Problem statement:
Scan the entries line by line and return those with "else".

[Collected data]
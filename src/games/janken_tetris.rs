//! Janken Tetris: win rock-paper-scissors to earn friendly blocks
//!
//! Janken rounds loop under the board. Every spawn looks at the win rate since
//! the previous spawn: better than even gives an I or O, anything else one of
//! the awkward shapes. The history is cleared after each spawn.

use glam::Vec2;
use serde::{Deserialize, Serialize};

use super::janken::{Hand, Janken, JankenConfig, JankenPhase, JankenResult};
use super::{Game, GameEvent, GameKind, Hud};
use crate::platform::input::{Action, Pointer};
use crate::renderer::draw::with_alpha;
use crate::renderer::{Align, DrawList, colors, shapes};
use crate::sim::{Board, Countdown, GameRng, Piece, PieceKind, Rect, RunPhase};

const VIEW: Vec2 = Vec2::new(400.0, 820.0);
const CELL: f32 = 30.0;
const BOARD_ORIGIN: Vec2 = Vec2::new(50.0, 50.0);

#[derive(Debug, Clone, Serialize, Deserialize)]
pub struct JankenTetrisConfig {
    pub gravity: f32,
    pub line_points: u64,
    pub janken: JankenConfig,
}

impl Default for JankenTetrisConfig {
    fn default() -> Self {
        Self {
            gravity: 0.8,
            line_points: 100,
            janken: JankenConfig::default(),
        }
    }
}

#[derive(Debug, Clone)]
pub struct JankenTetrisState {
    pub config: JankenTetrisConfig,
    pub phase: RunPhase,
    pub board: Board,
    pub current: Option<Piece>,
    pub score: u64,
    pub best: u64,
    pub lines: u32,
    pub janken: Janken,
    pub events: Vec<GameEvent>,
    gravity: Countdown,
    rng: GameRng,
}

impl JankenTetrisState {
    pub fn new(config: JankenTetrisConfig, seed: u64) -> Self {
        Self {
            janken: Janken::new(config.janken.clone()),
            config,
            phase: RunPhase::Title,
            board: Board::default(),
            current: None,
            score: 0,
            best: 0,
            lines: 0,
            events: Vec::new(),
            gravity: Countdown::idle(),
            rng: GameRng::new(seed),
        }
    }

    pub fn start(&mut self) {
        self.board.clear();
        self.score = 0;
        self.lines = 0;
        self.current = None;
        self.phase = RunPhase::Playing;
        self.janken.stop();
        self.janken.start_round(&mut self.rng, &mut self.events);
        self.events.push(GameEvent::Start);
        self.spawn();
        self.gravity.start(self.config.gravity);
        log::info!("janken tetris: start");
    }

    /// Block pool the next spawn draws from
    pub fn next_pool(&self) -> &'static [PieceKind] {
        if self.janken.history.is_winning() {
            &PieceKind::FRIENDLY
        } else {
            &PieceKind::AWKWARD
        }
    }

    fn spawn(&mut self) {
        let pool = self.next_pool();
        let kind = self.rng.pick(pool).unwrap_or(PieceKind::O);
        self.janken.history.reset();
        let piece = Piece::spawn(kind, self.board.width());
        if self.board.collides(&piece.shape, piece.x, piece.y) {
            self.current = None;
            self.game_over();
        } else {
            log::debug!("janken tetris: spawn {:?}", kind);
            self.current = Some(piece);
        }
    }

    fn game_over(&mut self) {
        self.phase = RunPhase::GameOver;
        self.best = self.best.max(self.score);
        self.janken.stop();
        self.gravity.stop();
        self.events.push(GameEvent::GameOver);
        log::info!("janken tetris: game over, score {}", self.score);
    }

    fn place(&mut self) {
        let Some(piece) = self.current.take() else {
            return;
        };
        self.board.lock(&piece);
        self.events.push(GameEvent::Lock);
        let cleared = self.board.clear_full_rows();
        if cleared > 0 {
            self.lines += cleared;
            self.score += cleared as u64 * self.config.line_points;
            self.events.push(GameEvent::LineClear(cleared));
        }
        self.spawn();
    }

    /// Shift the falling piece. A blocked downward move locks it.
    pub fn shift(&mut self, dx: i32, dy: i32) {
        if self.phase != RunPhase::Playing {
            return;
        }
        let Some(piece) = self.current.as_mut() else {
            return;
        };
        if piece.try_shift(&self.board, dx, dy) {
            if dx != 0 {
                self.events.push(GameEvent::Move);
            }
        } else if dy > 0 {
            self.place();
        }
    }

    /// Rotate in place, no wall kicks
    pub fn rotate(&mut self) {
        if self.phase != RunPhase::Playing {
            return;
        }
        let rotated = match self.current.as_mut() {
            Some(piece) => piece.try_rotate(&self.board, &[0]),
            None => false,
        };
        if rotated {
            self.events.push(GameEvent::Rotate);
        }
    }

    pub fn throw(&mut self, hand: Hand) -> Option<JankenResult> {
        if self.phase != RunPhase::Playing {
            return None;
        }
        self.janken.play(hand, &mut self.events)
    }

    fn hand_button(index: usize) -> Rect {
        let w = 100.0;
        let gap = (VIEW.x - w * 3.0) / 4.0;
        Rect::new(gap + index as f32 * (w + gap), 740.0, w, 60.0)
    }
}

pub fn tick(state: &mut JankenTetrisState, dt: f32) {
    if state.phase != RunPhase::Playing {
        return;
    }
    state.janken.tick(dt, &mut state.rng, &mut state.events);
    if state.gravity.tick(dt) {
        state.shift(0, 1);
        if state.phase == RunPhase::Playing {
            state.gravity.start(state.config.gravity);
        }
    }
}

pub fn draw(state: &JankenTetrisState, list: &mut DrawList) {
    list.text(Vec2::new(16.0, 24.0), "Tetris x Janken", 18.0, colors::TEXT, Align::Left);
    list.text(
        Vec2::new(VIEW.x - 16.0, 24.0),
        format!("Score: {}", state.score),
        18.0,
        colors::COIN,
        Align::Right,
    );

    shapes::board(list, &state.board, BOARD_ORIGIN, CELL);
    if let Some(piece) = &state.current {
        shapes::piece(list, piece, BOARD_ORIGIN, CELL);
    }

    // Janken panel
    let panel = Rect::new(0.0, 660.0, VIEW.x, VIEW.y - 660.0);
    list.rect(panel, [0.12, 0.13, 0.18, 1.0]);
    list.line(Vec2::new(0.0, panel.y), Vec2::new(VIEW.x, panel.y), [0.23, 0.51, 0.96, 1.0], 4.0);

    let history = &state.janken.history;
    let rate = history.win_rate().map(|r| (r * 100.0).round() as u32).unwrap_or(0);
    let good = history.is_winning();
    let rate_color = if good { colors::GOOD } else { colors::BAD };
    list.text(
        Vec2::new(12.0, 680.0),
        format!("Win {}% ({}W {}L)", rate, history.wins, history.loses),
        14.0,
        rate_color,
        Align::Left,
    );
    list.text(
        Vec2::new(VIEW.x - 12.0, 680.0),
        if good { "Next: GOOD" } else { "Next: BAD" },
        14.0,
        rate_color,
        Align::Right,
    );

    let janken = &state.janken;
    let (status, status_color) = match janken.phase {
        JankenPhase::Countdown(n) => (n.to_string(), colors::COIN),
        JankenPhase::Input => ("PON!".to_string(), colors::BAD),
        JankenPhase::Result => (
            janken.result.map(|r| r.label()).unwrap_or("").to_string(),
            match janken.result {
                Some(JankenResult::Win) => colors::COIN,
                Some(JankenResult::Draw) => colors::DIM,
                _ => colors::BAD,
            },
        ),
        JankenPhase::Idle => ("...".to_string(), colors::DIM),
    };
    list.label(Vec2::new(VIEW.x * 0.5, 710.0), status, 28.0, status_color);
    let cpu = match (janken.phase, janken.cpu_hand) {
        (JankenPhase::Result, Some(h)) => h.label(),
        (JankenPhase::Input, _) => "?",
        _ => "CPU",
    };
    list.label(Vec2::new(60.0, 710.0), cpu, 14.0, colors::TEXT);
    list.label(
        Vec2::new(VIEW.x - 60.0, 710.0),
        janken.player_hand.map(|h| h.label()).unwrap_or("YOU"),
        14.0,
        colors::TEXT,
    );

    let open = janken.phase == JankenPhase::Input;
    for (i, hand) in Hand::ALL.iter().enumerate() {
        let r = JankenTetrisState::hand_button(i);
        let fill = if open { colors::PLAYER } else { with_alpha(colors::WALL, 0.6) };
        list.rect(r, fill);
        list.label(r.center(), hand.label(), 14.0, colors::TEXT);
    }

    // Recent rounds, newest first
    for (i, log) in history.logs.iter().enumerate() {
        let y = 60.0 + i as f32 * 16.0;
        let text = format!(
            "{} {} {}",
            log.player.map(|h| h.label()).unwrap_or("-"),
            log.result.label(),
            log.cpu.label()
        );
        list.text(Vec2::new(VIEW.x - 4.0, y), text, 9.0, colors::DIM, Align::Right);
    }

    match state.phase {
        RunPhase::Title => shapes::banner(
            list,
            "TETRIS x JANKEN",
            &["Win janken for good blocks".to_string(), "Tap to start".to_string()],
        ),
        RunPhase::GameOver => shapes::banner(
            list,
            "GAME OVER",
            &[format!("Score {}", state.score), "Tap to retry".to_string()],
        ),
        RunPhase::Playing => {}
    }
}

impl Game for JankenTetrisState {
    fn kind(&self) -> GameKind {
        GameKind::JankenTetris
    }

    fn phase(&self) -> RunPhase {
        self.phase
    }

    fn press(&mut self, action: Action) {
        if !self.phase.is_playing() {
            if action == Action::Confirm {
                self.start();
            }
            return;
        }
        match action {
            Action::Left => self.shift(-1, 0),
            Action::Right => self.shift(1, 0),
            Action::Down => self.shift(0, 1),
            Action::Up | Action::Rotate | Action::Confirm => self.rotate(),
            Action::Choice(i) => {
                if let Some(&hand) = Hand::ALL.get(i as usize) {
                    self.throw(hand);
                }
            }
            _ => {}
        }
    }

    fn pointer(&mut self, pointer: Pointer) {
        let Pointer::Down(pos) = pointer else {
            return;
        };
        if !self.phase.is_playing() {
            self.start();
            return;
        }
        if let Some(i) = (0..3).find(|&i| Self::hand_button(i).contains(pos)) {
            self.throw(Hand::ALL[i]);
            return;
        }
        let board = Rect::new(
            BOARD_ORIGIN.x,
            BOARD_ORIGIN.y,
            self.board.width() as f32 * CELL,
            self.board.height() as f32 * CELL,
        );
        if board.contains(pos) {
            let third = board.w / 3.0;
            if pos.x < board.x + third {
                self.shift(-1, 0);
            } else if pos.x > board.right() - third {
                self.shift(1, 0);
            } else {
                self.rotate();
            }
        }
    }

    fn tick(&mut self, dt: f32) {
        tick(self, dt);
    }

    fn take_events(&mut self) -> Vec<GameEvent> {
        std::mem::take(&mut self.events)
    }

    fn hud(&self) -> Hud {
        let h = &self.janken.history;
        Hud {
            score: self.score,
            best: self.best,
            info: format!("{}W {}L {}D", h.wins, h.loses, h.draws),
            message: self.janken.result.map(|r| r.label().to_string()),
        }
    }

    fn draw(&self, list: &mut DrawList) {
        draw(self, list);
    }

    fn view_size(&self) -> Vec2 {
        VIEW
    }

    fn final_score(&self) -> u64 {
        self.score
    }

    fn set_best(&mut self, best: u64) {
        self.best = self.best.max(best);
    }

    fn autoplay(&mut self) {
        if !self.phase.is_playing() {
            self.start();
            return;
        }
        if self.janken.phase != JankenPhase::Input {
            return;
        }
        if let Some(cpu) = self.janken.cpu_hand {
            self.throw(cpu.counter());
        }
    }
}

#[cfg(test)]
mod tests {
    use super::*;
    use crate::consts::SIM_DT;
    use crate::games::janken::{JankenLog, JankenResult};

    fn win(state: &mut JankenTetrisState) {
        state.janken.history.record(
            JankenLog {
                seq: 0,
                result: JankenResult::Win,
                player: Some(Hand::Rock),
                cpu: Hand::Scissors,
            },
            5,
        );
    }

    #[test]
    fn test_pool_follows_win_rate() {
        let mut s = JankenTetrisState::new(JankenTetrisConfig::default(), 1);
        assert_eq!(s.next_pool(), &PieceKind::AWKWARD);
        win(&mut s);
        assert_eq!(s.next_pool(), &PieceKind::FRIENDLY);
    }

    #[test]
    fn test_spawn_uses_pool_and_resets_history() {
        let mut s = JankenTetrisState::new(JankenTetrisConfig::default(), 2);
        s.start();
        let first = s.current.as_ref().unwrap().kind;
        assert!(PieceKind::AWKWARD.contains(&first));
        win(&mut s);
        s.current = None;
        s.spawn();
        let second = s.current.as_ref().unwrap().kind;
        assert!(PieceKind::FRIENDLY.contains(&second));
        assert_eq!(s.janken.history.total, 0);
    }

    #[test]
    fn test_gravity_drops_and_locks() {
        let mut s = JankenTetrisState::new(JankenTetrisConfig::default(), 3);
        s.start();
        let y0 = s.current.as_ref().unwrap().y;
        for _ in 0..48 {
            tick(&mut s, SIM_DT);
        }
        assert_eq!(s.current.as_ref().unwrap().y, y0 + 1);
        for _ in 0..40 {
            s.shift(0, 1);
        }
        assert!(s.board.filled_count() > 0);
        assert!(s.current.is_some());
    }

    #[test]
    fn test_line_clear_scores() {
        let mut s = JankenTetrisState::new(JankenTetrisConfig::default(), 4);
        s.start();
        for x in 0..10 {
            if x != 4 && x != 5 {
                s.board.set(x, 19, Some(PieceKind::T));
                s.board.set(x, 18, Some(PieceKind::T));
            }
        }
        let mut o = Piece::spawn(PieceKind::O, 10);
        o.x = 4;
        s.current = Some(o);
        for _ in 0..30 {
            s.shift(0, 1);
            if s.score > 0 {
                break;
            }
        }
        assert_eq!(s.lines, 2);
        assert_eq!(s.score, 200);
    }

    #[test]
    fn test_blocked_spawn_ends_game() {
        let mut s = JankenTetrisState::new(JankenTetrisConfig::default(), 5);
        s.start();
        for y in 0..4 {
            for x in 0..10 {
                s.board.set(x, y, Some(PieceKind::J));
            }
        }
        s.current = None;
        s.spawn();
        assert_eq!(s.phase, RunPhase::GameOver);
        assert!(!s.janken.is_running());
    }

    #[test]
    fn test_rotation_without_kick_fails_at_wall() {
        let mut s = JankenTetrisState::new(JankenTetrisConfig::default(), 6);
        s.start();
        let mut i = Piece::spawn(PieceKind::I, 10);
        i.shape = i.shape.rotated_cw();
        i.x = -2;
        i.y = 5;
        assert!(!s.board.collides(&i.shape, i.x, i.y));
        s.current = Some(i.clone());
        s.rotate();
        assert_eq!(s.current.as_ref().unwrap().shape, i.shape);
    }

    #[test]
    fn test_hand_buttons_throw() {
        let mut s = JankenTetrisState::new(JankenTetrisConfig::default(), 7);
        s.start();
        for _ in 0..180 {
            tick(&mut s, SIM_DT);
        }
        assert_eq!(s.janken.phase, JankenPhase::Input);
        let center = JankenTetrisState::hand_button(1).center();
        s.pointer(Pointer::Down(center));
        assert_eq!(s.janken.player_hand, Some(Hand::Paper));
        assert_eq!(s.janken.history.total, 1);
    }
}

The answer:
//! the previous spawn: better than even gives an I or O, anything else one of
        } else {
        } else {
        let Some(piece) = self.current.take() else {
        let Some(piece) = self.current.as_mut() else {
        } else if dy > 0 {
    let rate_color = if good { colors::GOOD } else { colors::BAD };
        if good { "Next: GOOD" } else { "Next: BAD" },
        let fill = if open { colors::PLAYER } else { with_alpha(colors::WALL, 0.6) };
        let Pointer::Down(pos) = pointer else {
            } else if pos.x > board.right() - third {
            } else {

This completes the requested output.